TASK ITEM
Where does the string "InferenceSettings" occur in the records below? Copy every line that holds it.
-----
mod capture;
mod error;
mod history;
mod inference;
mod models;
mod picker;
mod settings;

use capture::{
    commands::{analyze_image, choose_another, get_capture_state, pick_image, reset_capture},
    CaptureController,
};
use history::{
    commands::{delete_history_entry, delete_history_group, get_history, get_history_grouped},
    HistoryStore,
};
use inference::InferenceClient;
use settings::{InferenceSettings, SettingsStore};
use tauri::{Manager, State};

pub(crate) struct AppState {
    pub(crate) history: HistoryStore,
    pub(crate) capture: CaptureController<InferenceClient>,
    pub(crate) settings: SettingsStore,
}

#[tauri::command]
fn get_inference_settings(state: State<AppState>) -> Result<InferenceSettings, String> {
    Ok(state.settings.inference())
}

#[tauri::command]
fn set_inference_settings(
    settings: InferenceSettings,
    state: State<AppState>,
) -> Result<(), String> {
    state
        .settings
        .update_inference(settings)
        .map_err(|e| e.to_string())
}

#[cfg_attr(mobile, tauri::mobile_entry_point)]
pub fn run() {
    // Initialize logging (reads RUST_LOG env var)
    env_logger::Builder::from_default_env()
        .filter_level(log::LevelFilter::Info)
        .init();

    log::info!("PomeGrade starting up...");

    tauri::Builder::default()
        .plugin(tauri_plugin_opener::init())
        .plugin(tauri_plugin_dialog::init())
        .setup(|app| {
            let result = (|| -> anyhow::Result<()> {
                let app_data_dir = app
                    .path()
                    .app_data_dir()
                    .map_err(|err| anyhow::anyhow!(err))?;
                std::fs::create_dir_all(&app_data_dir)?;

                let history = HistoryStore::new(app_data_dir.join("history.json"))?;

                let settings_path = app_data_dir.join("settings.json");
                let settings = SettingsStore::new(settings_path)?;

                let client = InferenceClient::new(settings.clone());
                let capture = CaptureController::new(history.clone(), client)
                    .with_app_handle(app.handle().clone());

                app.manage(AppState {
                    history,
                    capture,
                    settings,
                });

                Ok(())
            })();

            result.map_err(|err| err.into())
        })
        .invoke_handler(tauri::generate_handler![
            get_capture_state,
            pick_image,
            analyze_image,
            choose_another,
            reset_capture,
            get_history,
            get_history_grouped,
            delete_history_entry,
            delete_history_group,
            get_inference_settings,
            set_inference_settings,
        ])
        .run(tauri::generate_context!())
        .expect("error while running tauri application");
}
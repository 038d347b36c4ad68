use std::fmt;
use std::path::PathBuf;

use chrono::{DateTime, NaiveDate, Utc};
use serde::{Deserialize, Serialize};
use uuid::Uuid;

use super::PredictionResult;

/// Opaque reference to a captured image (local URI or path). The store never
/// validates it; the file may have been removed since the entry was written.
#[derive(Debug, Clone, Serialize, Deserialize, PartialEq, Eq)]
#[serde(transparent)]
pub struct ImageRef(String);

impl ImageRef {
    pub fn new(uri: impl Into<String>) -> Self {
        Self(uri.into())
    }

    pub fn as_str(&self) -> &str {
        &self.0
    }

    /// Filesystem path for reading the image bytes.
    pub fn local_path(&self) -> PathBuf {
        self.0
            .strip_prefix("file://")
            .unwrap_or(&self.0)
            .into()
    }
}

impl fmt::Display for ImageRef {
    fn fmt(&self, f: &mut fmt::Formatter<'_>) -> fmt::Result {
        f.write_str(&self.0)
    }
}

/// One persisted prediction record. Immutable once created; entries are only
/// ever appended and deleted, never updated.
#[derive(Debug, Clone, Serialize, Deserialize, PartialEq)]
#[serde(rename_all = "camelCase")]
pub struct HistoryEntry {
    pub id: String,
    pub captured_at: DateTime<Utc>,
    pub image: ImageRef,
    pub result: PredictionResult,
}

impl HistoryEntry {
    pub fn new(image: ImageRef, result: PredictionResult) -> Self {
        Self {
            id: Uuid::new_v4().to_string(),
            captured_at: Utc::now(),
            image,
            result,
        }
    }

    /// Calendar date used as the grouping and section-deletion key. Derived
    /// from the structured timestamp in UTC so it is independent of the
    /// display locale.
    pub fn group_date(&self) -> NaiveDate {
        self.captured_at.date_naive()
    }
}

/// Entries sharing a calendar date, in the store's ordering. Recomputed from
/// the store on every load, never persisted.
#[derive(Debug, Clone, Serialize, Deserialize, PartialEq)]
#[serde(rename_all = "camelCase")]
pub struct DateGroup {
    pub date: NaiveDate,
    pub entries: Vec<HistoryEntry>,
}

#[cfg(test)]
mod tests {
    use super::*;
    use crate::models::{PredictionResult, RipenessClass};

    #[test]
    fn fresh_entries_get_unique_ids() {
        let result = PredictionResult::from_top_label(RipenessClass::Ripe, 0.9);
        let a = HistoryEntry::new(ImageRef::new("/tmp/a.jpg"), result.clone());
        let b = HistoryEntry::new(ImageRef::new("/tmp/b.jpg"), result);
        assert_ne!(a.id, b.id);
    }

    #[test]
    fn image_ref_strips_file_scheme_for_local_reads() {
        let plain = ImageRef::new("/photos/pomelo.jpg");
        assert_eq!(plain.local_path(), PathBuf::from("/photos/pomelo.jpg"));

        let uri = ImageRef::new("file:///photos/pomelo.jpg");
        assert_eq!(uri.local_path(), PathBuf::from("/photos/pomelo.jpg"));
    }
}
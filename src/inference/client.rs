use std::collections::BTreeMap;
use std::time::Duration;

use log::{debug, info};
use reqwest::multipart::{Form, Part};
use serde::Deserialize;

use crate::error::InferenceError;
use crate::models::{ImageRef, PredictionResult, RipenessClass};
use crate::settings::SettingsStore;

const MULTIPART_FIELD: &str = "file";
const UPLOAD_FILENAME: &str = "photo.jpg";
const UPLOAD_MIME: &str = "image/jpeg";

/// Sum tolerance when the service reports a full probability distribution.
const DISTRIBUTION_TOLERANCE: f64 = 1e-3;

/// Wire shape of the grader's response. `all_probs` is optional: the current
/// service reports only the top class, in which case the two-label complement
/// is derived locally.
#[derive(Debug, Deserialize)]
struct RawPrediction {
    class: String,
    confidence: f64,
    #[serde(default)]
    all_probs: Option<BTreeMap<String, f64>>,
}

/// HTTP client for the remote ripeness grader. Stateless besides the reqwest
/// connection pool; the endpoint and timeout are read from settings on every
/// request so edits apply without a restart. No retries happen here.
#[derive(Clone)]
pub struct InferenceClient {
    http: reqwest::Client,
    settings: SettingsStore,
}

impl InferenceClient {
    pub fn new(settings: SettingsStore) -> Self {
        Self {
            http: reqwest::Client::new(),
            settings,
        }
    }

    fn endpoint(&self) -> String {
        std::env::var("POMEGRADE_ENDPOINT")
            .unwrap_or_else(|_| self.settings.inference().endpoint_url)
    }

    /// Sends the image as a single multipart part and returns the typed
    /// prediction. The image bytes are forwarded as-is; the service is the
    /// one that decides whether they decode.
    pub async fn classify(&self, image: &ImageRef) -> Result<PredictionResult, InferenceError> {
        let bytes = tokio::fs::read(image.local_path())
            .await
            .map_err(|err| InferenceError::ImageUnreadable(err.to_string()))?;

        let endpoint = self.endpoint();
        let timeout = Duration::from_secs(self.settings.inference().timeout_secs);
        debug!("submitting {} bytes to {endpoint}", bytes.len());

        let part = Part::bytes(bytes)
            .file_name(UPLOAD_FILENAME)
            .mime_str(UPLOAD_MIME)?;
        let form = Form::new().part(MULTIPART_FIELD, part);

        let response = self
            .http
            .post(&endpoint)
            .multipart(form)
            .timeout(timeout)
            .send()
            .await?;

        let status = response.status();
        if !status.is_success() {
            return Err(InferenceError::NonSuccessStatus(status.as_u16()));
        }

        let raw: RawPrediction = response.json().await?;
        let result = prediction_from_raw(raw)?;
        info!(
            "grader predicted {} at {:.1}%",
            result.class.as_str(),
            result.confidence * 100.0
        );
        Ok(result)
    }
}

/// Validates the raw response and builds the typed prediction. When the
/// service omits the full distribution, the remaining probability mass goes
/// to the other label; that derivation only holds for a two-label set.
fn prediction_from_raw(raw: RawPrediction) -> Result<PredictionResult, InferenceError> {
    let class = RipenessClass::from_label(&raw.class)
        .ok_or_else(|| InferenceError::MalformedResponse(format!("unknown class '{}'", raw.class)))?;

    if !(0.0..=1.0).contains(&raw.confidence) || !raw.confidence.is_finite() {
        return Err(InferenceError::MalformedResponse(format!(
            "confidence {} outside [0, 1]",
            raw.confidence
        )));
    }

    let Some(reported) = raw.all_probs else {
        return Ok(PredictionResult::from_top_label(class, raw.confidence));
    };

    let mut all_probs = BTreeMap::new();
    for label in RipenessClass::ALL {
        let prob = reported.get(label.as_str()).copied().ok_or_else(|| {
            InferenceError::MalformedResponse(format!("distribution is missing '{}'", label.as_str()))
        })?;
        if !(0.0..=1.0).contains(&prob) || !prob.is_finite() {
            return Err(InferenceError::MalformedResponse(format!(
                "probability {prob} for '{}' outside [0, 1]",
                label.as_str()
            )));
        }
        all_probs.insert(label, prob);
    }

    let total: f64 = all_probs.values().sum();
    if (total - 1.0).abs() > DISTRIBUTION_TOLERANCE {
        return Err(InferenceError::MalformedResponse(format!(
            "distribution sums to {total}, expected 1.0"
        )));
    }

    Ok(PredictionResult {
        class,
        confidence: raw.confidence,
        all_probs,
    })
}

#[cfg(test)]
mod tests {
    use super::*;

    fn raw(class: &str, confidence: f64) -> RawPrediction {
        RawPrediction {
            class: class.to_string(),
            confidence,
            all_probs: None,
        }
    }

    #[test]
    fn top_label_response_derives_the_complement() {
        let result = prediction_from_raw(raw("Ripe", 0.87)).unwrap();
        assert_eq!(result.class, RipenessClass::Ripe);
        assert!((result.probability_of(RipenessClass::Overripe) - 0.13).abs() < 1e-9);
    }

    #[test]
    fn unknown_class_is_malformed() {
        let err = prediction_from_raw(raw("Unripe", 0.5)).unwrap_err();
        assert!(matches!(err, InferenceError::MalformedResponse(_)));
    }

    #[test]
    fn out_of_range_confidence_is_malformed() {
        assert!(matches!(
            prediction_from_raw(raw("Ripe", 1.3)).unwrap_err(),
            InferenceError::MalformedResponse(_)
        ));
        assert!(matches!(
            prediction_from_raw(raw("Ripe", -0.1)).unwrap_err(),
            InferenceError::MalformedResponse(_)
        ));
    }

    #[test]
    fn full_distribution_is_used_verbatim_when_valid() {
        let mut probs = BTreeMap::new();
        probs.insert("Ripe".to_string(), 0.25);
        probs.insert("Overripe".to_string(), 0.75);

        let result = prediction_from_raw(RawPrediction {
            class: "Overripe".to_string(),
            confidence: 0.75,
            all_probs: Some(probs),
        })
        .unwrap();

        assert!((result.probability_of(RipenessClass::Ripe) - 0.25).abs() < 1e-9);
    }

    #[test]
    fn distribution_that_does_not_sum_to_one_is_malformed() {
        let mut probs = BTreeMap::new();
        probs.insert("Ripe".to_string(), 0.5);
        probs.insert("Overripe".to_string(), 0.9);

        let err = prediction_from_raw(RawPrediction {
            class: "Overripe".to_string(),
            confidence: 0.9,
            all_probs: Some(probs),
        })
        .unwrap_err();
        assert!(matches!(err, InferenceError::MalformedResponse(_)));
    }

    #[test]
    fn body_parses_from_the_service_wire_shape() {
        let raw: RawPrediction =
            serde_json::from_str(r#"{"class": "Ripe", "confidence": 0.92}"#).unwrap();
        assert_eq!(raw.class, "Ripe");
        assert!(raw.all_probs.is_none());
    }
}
-----
ANSWER TO THE EXERCISE
use settings::{InferenceSettings, SettingsStore};
fn get_inference_settings(state: State<AppState>) -> Result<InferenceSettings, String> {
    settings: InferenceSettings,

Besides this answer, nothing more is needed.